I’ve probably missed some obvious further possibilities there, but the fact remains that that is my mental list of good combinatorial journals, and if I want to avoid the big publishing houses then my list goes down from eight to two. It’s not as bad as it sounds though. The only one of those journals that I’ve actually submitted to is Combinatorics, Probability and Computing, and the only one of the first six that I’d feel sad about boycotting is Combinatorica, though I also feel quite positive about Random Structures and Algorithms.
So if anything is to be done about outrageously high journal prices in combinatorics, it looks as though new journals, or migration of existing ones, will be needed. (Incidentally, I’m writing all this on the assumption that we stick with something close to the current system of journals providing varying stamps of quality. Obviously other systems are possible, but persuading large numbers of mathematicians to move to those systems would be much more of a challenge.)
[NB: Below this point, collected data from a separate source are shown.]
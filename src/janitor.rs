use std::{fmt, path::Path, time::SystemTime};

use chrono::{DateTime, Utc};
use log::{debug, info};
use serde::Serialize;

use crate::{errors::Result, space::gib, threshold, volume::Volume};

#[derive(Debug, Clone, Copy, PartialEq, Eq, Serialize)]
#[serde(rename_all = "snake_case")]
pub enum Outcome {
    // 可用空间充足，无需清理
    Sufficient,
    // 已达到目标可用空间
    ReachedTarget,
    // 条目已全部删除但仍未达到目标
    Exhausted,
}

impl fmt::Display for Outcome {
    fn fmt(&self, f: &mut fmt::Formatter<'_>) -> fmt::Result {
        match self {
            Outcome::Sufficient => write!(f, "sufficient"),
            Outcome::ReachedTarget => write!(f, "reached target"),
            Outcome::Exhausted => write!(f, "exhausted"),
        }
    }
}

#[derive(Debug, Clone, Copy, PartialEq, Eq, Serialize)]
pub struct PassReport {
    pub outcome: Outcome,
    pub dropped: usize,
}

/// 单个根目录的驱逐引擎。
///
/// `keep` 是触发阈值：可用空间不高于它时开始清理；`free` 是停止条件：清理持续到可用空间高于它。
/// 两者每次运行都重新解析，不缓存任何派生状态。
#[derive(Debug)]
pub struct Cleaner<V> {
    volume: V,
    keep: String,
    free: String,
}

impl<V: Volume> Cleaner<V> {
    pub fn new(volume: V, keep: impl Into<String>, free: impl Into<String>) -> Self {
        Cleaner {
            volume,
            keep: keep.into(),
            free: free.into(),
        }
    }

    pub fn root(&self) -> &Path {
        self.volume.root()
    }

    #[cfg(test)]
    pub fn volume(&self) -> &V {
        &self.volume
    }

    pub fn run_pass(&self) -> Result<PassReport> {
        let space = self.volume.space()?;
        let keep = threshold::parse(&self.keep, space.total)?;
        let target = threshold::parse(&self.free, space.total)?;

        info!(
            "start cleaning root={} total={:.2}G free={:.2}G keep={:.2}G target={:.2}G",
            self.root().display(),
            gib(space.total),
            gib(space.free),
            gib(keep),
            gib(target)
        );

        if space.free > keep {
            info!("no need to clean root={}", self.root().display());
            return Ok(PassReport {
                outcome: Outcome::Sufficient,
                dropped: 0,
            });
        }

        let entries = self.volume.scan()?;
        debug!(
            "found {} entries under {}",
            entries.len(),
            self.root().display()
        );

        let mut dropped = 0;
        for entry in entries {
            info!(
                "drop hash={} touch={}",
                entry.id,
                format_touch(entry.touched)
            );
            self.volume.drop_entry(&entry.id)?;
            dropped += 1;

            let free = self.volume.space()?.free;
            if free > target {
                info!(
                    "finish cleaning root={} dropped={dropped} free={:.2}G",
                    self.root().display(),
                    gib(free)
                );
                return Ok(PassReport {
                    outcome: Outcome::ReachedTarget,
                    dropped,
                });
            }
        }

        info!(
            "finish cleaning root={} dropped={dropped}, no entries left to drop",
            self.root().display()
        );

        Ok(PassReport {
            outcome: Outcome::Exhausted,
            dropped,
        })
    }
}

fn format_touch(touched: Option<SystemTime>) -> String {
    match touched {
        Some(at) => DateTime::<Utc>::from(at).to_rfc3339(),
        None => "never".to_string(),
    }
}
// Copyright 2024 stm32-ubl contributors
//
// Licensed under the Apache License, Version 2.0 (the "License");
// you may not use this file except in compliance with the License.
// You may obtain a copy of the License at
//
//     http://www.apache.org/licenses/LICENSE-2.0
//
// Unless required by applicable law or agreed to in writing, software
// distributed under the License is distributed on an "AS IS" BASIS,
// WITHOUT WARRANTIES OR CONDITIONS OF ANY KIND, either express or implied.
// See the License for the specific language governing permissions and
// limitations under the License.

//! Serial port enumeration, so users can find the adapter their board is
//! connected to. Only implemented for Linux.

use std::ffi::OsString;

#[cfg(target_os = "linux")]
mod list_linux;

/// Information about an available serial port.
#[derive(Debug)]
pub struct PortInfo {
    pub port: OsString,
    pub name: OsString,
    pub usb_info: Option<PortUsbInfo>,
}

impl PortInfo {
    /// List all serial ports on the system.
    #[cfg(target_os = "linux")]
    pub fn list_all() -> Vec<PortInfo> {
        self::list_linux::list_all()
    }

    /// Enumeration is not implemented on this platform.
    #[cfg(not(target_os = "linux"))]
    pub fn list_all() -> Vec<PortInfo> {
        Vec::new()
    }
}

/// Information about USB serial ports.
#[derive(Debug)]
pub struct PortUsbInfo {
    /// USB Vendor ID.
    pub vid: u16,
    /// USB Product ID.
    pub pid: u16,
    /// Serial number string.
    pub serial: Option<String>,
    /// Device manufacturer.
    pub manufacturer: Option<String>,
    /// Device product description.
    pub product: Option<String>,
}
Are there two kinds of mathematician?
I was quite surprised that the reaction to the idea of a boycott was as positive as it was: I had expected a more divided response. I still wonder whether the true response is more divided. Could it be that the kind of mathematician who participates fully in online discussions on blogs, Mathoverflow etc. is naturally enthusiastic, whereas a more traditionally-minded mathematician just wants to be left alone to continue with a way of doing things that seems perfectly satisfactory? If so, then the apparently strong support could be misleading. I think it is this thought that makes me want to tread carefully after reading Michael Harris’s suggestion. But treading carefully doesn’t necessarily mean not treading at all. I’d be very interested to know what other people think about this: is there some moment that needs to be seized, or should we simply sit back and watch the number of signatures grow?